One of the early survivors among 12 babies with esophageal atresia was managed by closure of the tracheoesophageal fistula (TEF), gastrostomy, and exteriorization of the cervical esophagus to the left neck as a neonate. Then a subcutaneous presternal “esophagus” was made in stages.
- 11-yr-old female patient born in 1944. Her first surgery was done by William Ladd, M.D., and Orvar Swenson, M.D. It included the above as an eonate plus repair of duodenal atresia. Upper presternal tube is a (skin-graft-lined) skin flap tube connected to the cervical esophagus. Lower half of the “esophagus” was a roux-en-y jejunal tube. Her swallowed food was manually massaged downward.
- In these early cases, the stomach was bypassed. They grew poorly until the stomach was functionalized.
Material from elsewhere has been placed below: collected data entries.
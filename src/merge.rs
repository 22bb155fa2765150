//! Record-level three-way merge of workspace trees.
//!
//! Each directory is merged name by name against the common base: a side
//! that did not change a record adopts the other side's change, including
//! deletion. When both sides changed the same name, two directories recurse;
//! anything else is a conflict resolved by the caller's preference. Files
//! are taken wholesale from the winning side, never merged internally.

use std::collections::HashMap;
use std::future::Future;
use std::pin::Pin;

use tracing::debug;

use crate::codec::hardlink::HardlinkRecord;
use crate::codec::record::{DirectoryRecord, ObjectType};
use crate::datastore::Datastore;
use crate::key::{empty_dir_key, ObjectKey};
use crate::tree::{
    self, build_hardlink_entry, read_directory, read_hardlink_table, read_root, write_directory,
    write_root,
};

/// Conflict resolution when both sides changed the same record.
#[derive(Debug, Copy, Clone, PartialEq, Eq)]
pub enum MergePreference {
    /// Take the side with the larger modification time; ties go local.
    Newer,
    Local,
    Remote,
}

impl MergePreference {
    /// Parses the wire spelling used by the merge command.
    pub fn from_name(name: &str) -> Option<Self> {
        match name {
            "Newer" | "" => Some(MergePreference::Newer),
            "Local" => Some(MergePreference::Local),
            "Remote" => Some(MergePreference::Remote),
            _ => None,
        }
    }
}

pub type Result<T> = tree::Result<T>;

/// Merges `remote` and `local` workspace roots against `base`, returning the
/// key of the merged root.
pub async fn merge_workspace_roots(
    store: &dyn Datastore,
    base_key: &ObjectKey,
    remote_key: &ObjectKey,
    local_key: &ObjectKey,
    prefer: MergePreference,
) -> Result<ObjectKey> {
    let base = read_root(store, base_key).await?;
    let remote = read_root(store, remote_key).await?;
    let local = read_root(store, local_key).await?;

    let mut merged = local.clone();
    merged.base_layer =
        merge_directories(store, base.base_layer, remote.base_layer, local.base_layer, prefer)
            .await?;
    merged.vcs_layer =
        merge_directories(store, base.vcs_layer, remote.vcs_layer, local.vcs_layer, prefer)
            .await?;
    merged.build_layer =
        merge_directories(store, base.build_layer, remote.build_layer, local.build_layer, prefer)
            .await?;
    merged.user_layer =
        merge_directories(store, base.user_layer, remote.user_layer, local.user_layer, prefer)
            .await?;

    let base_links = read_hardlink_table(store, &base).await?;
    let remote_links = read_hardlink_table(store, &remote).await?;
    let local_links = read_hardlink_table(store, &local).await?;
    let links = merge_hardlink_tables(base_links, remote_links, local_links);
    merged.hardlinks = build_hardlink_entry(store, links).await?;

    write_root(store, &merged).await
}

fn to_map(records: Vec<DirectoryRecord>) -> HashMap<String, DirectoryRecord> {
    records.into_iter().map(|record| (record.filename.clone(), record)).collect()
}

fn both_directories(a: &DirectoryRecord, b: &DirectoryRecord) -> bool {
    a.object_type == ObjectType::Directory && b.object_type == ObjectType::Directory
}

/// Picks a conflict winner between two present records.
fn pick<'a>(
    local: &'a DirectoryRecord,
    remote: &'a DirectoryRecord,
    prefer: MergePreference,
) -> &'a DirectoryRecord {
    match prefer {
        MergePreference::Local => local,
        MergePreference::Remote => remote,
        MergePreference::Newer => {
            if remote.modification_time > local.modification_time {
                remote
            } else {
                local
            }
        }
    }
}

fn merge_directories<'a>(
    store: &'a dyn Datastore,
    base_key: ObjectKey,
    remote_key: ObjectKey,
    local_key: ObjectKey,
    prefer: MergePreference,
) -> Pin<Box<dyn Future<Output = Result<ObjectKey>> + Send + 'a>> {
    Box::pin(async move {
        if remote_key == local_key {
            return Ok(local_key);
        }
        let base = to_map(read_directory(store, &base_key).await?);
        let remote = to_map(read_directory(store, &remote_key).await?);
        let local = to_map(read_directory(store, &local_key).await?);

        let mut names: Vec<&String> = remote.keys().chain(local.keys()).collect();
        names.sort();
        names.dedup();

        let mut merged = Vec::new();
        for name in names {
            let b = base.get(name);
            let r = remote.get(name);
            let l = local.get(name);

            let winner = match (r, l) {
                (r, l) if r == l => l.cloned(),
                // Only one side diverged from the base; its change wins,
                // deletion included.
                (r, l) if l == b => r.cloned(),
                (r, l) if r == b => l.cloned(),
                (Some(r), Some(l)) if both_directories(r, l) => {
                    let base_child = match b {
                        Some(record) if record.object_type == ObjectType::Directory => record.id,
                        _ => empty_dir_key(),
                    };
                    let child =
                        merge_directories(store, base_child, r.id, l.id, prefer).await?;
                    let mut record = pick(l, r, prefer).clone();
                    record.id = child;
                    record.object_type = ObjectType::Directory;
                    Some(record)
                }
                (Some(r), Some(l)) => {
                    debug!(name, "merge conflict, resolving by preference");
                    Some(pick(l, r, prefer).clone())
                }
                // Deleted on one side, modified on the other: the surviving
                // copy wins.
                (Some(r), None) => Some(r.clone()),
                (None, Some(l)) => Some(l.clone()),
                (None, None) => None,
            };
            if let Some(record) = winner {
                merged.push(record);
            }
        }
        write_directory(store, merged).await
    })
}

/// Hardlink tables merge by file id; a both-changed entry keeps the local
/// side.
fn merge_hardlink_tables(
    base: Vec<HardlinkRecord>,
    remote: Vec<HardlinkRecord>,
    local: Vec<HardlinkRecord>,
) -> Vec<HardlinkRecord> {
    let base: HashMap<u64, HardlinkRecord> =
        base.into_iter().map(|record| (record.file_id, record)).collect();
    let remote_map: HashMap<u64, HardlinkRecord> =
        remote.into_iter().map(|record| (record.file_id, record)).collect();
    let local_map: HashMap<u64, HardlinkRecord> =
        local.into_iter().map(|record| (record.file_id, record)).collect();

    let mut ids: Vec<u64> = remote_map.keys().chain(local_map.keys()).copied().collect();
    ids.sort_unstable();
    ids.dedup();

    let mut merged = Vec::new();
    for id in ids {
        let b = base.get(&id);
        let r = remote_map.get(&id);
        let l = local_map.get(&id);
        let winner = match (r, l) {
            (r, l) if r == l => l.cloned(),
            (r, l) if l == b => r.cloned(),
            (r, l) if r == b => l.cloned(),
            (Some(_), Some(l)) => Some(l.clone()),
            (Some(r), None) => Some(r.clone()),
            (None, Some(l)) => Some(l.clone()),
            (None, None) => None,
        };
        if let Some(record) = winner {
            merged.push(record);
        }
    }
    merged
}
- This child had 30 prior operations in her lifetime. I met her at age 16. A substernal colonic esophagus was constructed using left colon, antiperistaltically. The original subcutaneous tube was moved later.
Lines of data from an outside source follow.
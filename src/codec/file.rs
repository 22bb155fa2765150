//! Multi-block and very-large file descriptors.

use std::io::Cursor;

use super::primitive::{read_key, read_u32, write_key, write_u32};
use super::{read_header, write_header, BlockKind, Result};
use crate::key::ObjectKey;

/// Descriptor of a medium or large file: fixed-size blocks plus a short
/// final block.
#[derive(Debug, Clone, PartialEq, Eq)]
pub struct MultiBlockFile {
    pub block_size: u32,
    pub size_of_last_block: u32,
    pub blocks: Vec<ObjectKey>,
}

impl MultiBlockFile {
    /// Total content length described by the descriptor.
    pub fn file_size(&self) -> u64 {
        match self.blocks.len() {
            0 => 0,
            n => (n as u64 - 1) * self.block_size as u64 + self.size_of_last_block as u64,
        }
    }
}

/// Descriptor of a very large file: a fan-out over MultiBlockFile parts.
#[derive(Debug, Clone, PartialEq, Eq)]
pub struct VeryLargeFile {
    pub parts: Vec<ObjectKey>,
}

pub fn encode_multi_block(file: &MultiBlockFile) -> Result<Vec<u8>> {
    let mut out = Vec::new();
    write_header(&mut out, BlockKind::MultiBlockFile)?;
    write_u32(&mut out, file.block_size)?;
    write_u32(&mut out, file.blocks.len() as u32)?;
    write_u32(&mut out, file.size_of_last_block)?;
    for key in &file.blocks {
        write_key(&mut out, key)?;
    }
    Ok(out)
}

pub fn decode_multi_block(bytes: &[u8]) -> Result<MultiBlockFile> {
    let mut src = Cursor::new(bytes);
    read_header(&mut src, BlockKind::MultiBlockFile)?;
    let block_size = read_u32(&mut src)?;
    let count = read_u32(&mut src)? as usize;
    let size_of_last_block = read_u32(&mut src)?;
    let mut blocks = Vec::with_capacity(count.min(4096));
    for _ in 0..count {
        blocks.push(read_key(&mut src)?);
    }
    Ok(MultiBlockFile { block_size, size_of_last_block, blocks })
}

pub fn encode_very_large(file: &VeryLargeFile) -> Result<Vec<u8>> {
    let mut out = Vec::new();
    write_header(&mut out, BlockKind::VeryLargeFile)?;
    write_u32(&mut out, file.parts.len() as u32)?;
    for key in &file.parts {
        write_key(&mut out, key)?;
    }
    Ok(out)
}

pub fn decode_very_large(bytes: &[u8]) -> Result<VeryLargeFile> {
    let mut src = Cursor::new(bytes);
    read_header(&mut src, BlockKind::VeryLargeFile)?;
    let count = read_u32(&mut src)? as usize;
    let mut parts = Vec::with_capacity(count.min(4096));
    for _ in 0..count {
        parts.push(read_key(&mut src)?);
    }
    Ok(VeryLargeFile { parts })
}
- At age 19 years, large secundum atrial septal defect was closed using a dacron patch during cardiopulmonary bypass. Substernal colon was carefully removed aside to access the heart.
- At age 22, she delivered a wedding invitation and casually remarked she had never experienced a menstrual period! A belated pelvic examination disclosed congenital absence of a vagina.
- Soon after the wedding, a skin graft vagina was made by Howard Ulfelder, M.D. Coitus became possible.
- At age 26, the patient and her husband adopted a baby girl.
- This patient benefitted from multiple advances made in pediatric surgery during her lifetime.
- The patient also illustrates how one malformation should prompt thorough assessment for others. She had esophageal atresia, duodenal atresia, and a cardiac defect (suspected at age 19 by hearing a loud and split-second sound via a stethoscope). On learning that she had no vagina at age 22 documents that many examiners failed to do a complete physical exam and the history takers did not include absence of menses.